But there was no question of a simple military promenade. The struggle would be a fierce one, and trained soldiers and an experienced leader were required. Soliman withdrew all the garrison of his pashalik and gave the command to Mustapha Barbar, the energetic Governor of Tripoli. Lady Hester, who followed with increasing interest the mobilisation of the troops, of "her troops," sent him a pair of magnificent English pistols.
"I arm thee, my knight," she wrote. "I have reason to complain of the Ansaries, who have massacred one of my brothers. I hope that these pistols will never fail anyone, that they will protect thy days and will avenge the cause of thy friend."
The choice of Mustapha Barbar was excellent. A brave general and a rigid Mohammedan of sincere conviction, he hated the Assassins with all his soul. He made vibrate amongst his soldiers the religious cord always so dangerous to touch in the East. In a state of religious exaltation, they set out for a holy war, and nothing was to stop them in their work of destruction. No quarter, no mercy. To slay an Assassin was to glorify the Prophet.
The enemy lay in ambush everywhere. Every rock concealed an assailant. Every abyss enticed death. It was necessary to carry the mountain piece by piece, tree by tree, house by house. Booty and blood rendered the fanaticism of the Turks the more violent. The old men and children who fell into their clutches were pitilessly massacred, the women sold as slaves. As for the prisoners, there was none of them.

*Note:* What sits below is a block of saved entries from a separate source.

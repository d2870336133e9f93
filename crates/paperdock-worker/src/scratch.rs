//! Per-job scratch directory with Drop-based cleanup.

use std::path::{Path, PathBuf};

use uuid::Uuid;

/// A directory for one job's temp files (downloaded blob, rendered
/// thumbnail). Removed on drop, so cleanup happens on every exit path of the
/// pipeline, including early error returns.
pub struct ScratchDir {
    path: PathBuf,
}

impl ScratchDir {
    pub fn create(root: &Path, document_id: Uuid) -> std::io::Result<Self> {
        let path = root.join(format!("ingest-{document_id}"));
        std::fs::create_dir_all(&path)?;
        Ok(Self { path })
    }

    pub fn path(&self) -> &Path {
        &self.path
    }

    pub fn file(&self, name: &str) -> PathBuf {
        self.path.join(name)
    }
}

impl Drop for ScratchDir {
    fn drop(&mut self) {
        if let Err(e) = std::fs::remove_dir_all(&self.path) {
            tracing::debug!(path = %self.path.display(), error = %e, "scratch cleanup failed");
        }
    }
}

#[cfg(test)]
mod tests {
    use super::*;

    #[test]
    fn dropped_scratch_dir_is_removed() {
        let root = tempfile::tempdir().unwrap();
        let id = Uuid::new_v4();
        let path = {
            let scratch = ScratchDir::create(root.path(), id).unwrap();
            std::fs::write(scratch.file("blob.pdf"), b"data").unwrap();
            assert!(scratch.path().exists());
            scratch.path().to_owned()
        };
        assert!(!path.exists());
    }

    #[test]
    fn create_is_idempotent() {
        let root = tempfile::tempdir().unwrap();
        let id = Uuid::new_v4();
        let first = ScratchDir::create(root.path(), id).unwrap();
        drop(first);
        let second = ScratchDir::create(root.path(), id).unwrap();
        assert!(second.path().exists());
    }
}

The mountaineers, surrounded in their lairs, cut off in their last fortresses, perceived with horror that the fierce renown of the Ansaries was crumbling away. Mustapha Barbar ventured to attack one of those savage fortresses at the Kalaat el Kaf, which stood out like a defiance on a cluster of sharp-pointed rocks. Jealously the mountain concealed it, surrounded it, fondled it. For it, it sharpened its broken stones, it made denser its thickets. For it, it multiplied its traps, its slippery burrows, its deep ravines, its treacherous marches. All that Nature could invent to oppose to the march of man, she had lavished in its defiles. Three torrents defended the approach to it, and their beds were deadly and their high banks precipitous.
Nevertheless, Mustapha Barbar, in traversing the bottom of the valley where the foot sank as in a pulp of slimy and poisonous toad-stools, evoked the clear-skinned and blonde Englishwoman, his lady. He took the fortress; he destroyed it from top to bottom and razed its ramparts. He violated the sacred tombs of the Assassins, throwing into the torrents the ashes of the Imans. It is then that the Tartar, bearer of the heads of the vanquished which had been despatched to Constantinople, returned in all haste with an order to put a stop to the butchery. Fifty-two villages burned. Three hundred Assassins massacred.... Lady Hester had been well avenged of Colonel Boutin!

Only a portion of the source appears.